***** Records provided *****
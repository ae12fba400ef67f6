//! Maps drag distance to resize progress and applies it to the panel.

use crate::surface::{
    AnimatableSet, HostSurface, PanelMode, ResizeHost, ResizeOutcome, ResizeTargets,
    SizingSurface,
};

/// Edge a resize gesture started from.
///
/// Decides how a raw drag delta is clamped: a collapsed panel can only grow,
/// an expanded one can only shrink. Progress always reads 0.0 for collapsed
/// and 1.0 for expanded.
#[derive(Clone, Copy, Debug, PartialEq, Eq, Hash)]
pub enum ResizeOrigin {
    CollapsedOrigin,
    ExpandedOrigin,
}

impl ResizeOrigin {
    pub fn from_mode(mode: PanelMode) -> Self {
        match mode {
            PanelMode::Compact => ResizeOrigin::CollapsedOrigin,
            PanelMode::Expanded => ResizeOrigin::ExpandedOrigin,
        }
    }

    /// Clamps a raw delta into the usable range and returns the distance
    /// from the collapsed edge, in whole pixels.
    ///
    /// `CollapsedOrigin` accepts `[0, end_size]` as is. `ExpandedOrigin`
    /// accepts `[-end_size, 0]` and shifts it by `end_size`.
    pub fn clamp_delta(self, raw_delta: f32, end_size: i32) -> i32 {
        let end_size = end_size.max(0);
        let end = end_size as f32;
        match self {
            ResizeOrigin::CollapsedOrigin => raw_delta.clamp(0.0, end) as i32,
            ResizeOrigin::ExpandedOrigin => raw_delta.clamp(-end, 0.0) as i32 + end_size,
        }
    }

    /// Raw delta that [`clamp_delta`](Self::clamp_delta) maps back to
    /// `distance`. Used to re-anchor a drag on an offset already shown.
    pub fn delta_for_distance(self, distance: i32, end_size: i32) -> f32 {
        match self {
            ResizeOrigin::CollapsedOrigin => distance as f32,
            ResizeOrigin::ExpandedOrigin => (distance - end_size.max(0)) as f32,
        }
    }
}

/// Drives the sizing surfaces of one resize gesture.
///
/// Created once a drag passes the touch slop and consumed by
/// [`finish`](Self::finish), so no gesture can be finished twice.
pub struct ProgressCoordinator {
    origin: ResizeOrigin,
    active_index: usize,
    initialized: bool,
    primary: Box<dyn SizingSurface>,
    secondary: AnimatableSet,
}

impl ProgressCoordinator {
    pub fn new(origin: ResizeOrigin, active_index: usize, targets: ResizeTargets) -> Self {
        Self {
            origin,
            active_index,
            initialized: false,
            primary: targets.primary,
            secondary: targets.secondary,
        }
    }

    pub fn origin(&self) -> ResizeOrigin {
        self.origin
    }

    pub fn active_index(&self) -> usize {
        self.active_index
    }

    /// Whether any progress has been applied yet.
    pub fn is_initialized(&self) -> bool {
        self.initialized
    }

    pub fn start_size(&self) -> i32 {
        0
    }

    pub fn end_size(&self) -> i32 {
        self.primary.full_extent()
    }

    /// How far the panel currently is from collapsed, in pixels.
    pub fn current_height<H: HostSurface + ?Sized>(&self, host: &H) -> i32 {
        host.occupied_extent() - self.primary.min_extent()
    }

    /// `distance / end_size` clamped to `[0, 1]`; 0.0 while the extent is
    /// still unknown (zero or negative).
    pub fn progress_for(&self, distance: i32) -> f32 {
        let end_size = self.end_size();
        if end_size <= 0 {
            return 0.0;
        }
        (distance as f32 / end_size as f32).clamp(0.0, 1.0)
    }

    /// Applies a raw drag delta and returns the progress it produced.
    pub fn apply_delta<H: HostSurface + ?Sized>(&mut self, host: &mut H, raw_delta: f32) -> f32 {
        let distance = self.origin.clamp_delta(raw_delta, self.end_size());
        let progress = self.progress_for(distance);
        self.apply(host, progress);
        progress
    }

    /// Shows `progress` on the primary surface, then on every secondary
    /// surface in order, then asks the host for a layout pass.
    pub fn apply<H: HostSurface + ?Sized>(&mut self, host: &mut H, progress: f32) {
        let progress = if progress.is_nan() {
            0.0
        } else {
            progress.clamp(0.0, 1.0)
        };

        self.primary.animate(progress);
        self.secondary.animate_all(progress);
        self.initialized = true;

        host.request_relayout();
    }

    /// Ends the gesture and hands the outcome to the host.
    pub fn finish<H: ResizeHost + ?Sized>(self, host: &mut H, expanded: bool) -> ResizeOutcome {
        let outcome = ResizeOutcome {
            origin: self.origin,
            active_index: self.active_index,
            expanded,
        };
        host.finish_resize(outcome);
        outcome
    }
}

impl std::fmt::Debug for ProgressCoordinator {
    fn fmt(&self, f: &mut std::fmt::Formatter<'_>) -> std::fmt::Result {
        f.debug_struct("ProgressCoordinator")
            .field("origin", &self.origin)
            .field("active_index", &self.active_index)
            .field("initialized", &self.initialized)
            .field("end_size", &self.end_size())
            .field("secondary", &self.secondary)
            .finish()
    }
}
*****
= Task to complete =
Transcribe, exactly and without additions, the lines of the records above, beginning with the line that contains "pub fn end_size(&self)" and ending with the line that contains "impl std::fmt::Debug for", both included.

= Response box =
    pub fn end_size(&self) -> i32 {
        self.primary.full_extent()
    }

    /// How far the panel currently is from collapsed, in pixels.
    pub fn current_height<H: HostSurface + ?Sized>(&self, host: &H) -> i32 {
        host.occupied_extent() - self.primary.min_extent()
    }

    /// `distance / end_size` clamped to `[0, 1]`; 0.0 while the extent is
    /// still unknown (zero or negative).
    pub fn progress_for(&self, distance: i32) -> f32 {
        let end_size = self.end_size();
        if end_size <= 0 {
            return 0.0;
        }
        (distance as f32 / end_size as f32).clamp(0.0, 1.0)
    }

    /// Applies a raw drag delta and returns the progress it produced.
    pub fn apply_delta<H: HostSurface + ?Sized>(&mut self, host: &mut H, raw_delta: f32) -> f32 {
        let distance = self.origin.clamp_delta(raw_delta, self.end_size());
        let progress = self.progress_for(distance);
        self.apply(host, progress);
        progress
    }

    /// Shows `progress` on the primary surface, then on every secondary
    /// surface in order, then asks the host for a layout pass.
    pub fn apply<H: HostSurface + ?Sized>(&mut self, host: &mut H, progress: f32) {
        let progress = if progress.is_nan() {
            0.0
        } else {
            progress.clamp(0.0, 1.0)
        };

        self.primary.animate(progress);
        self.secondary.animate_all(progress);
        self.initialized = true;

        host.request_relayout();
    }

    /// Ends the gesture and hands the outcome to the host.
    pub fn finish<H: ResizeHost + ?Sized>(self, host: &mut H, expanded: bool) -> ResizeOutcome {
        let outcome = ResizeOutcome {
            origin: self.origin,
            active_index: self.active_index,
            expanded,
        };
        host.finish_resize(outcome);
        outcome
    }
}

impl std::fmt::Debug for ProgressCoordinator {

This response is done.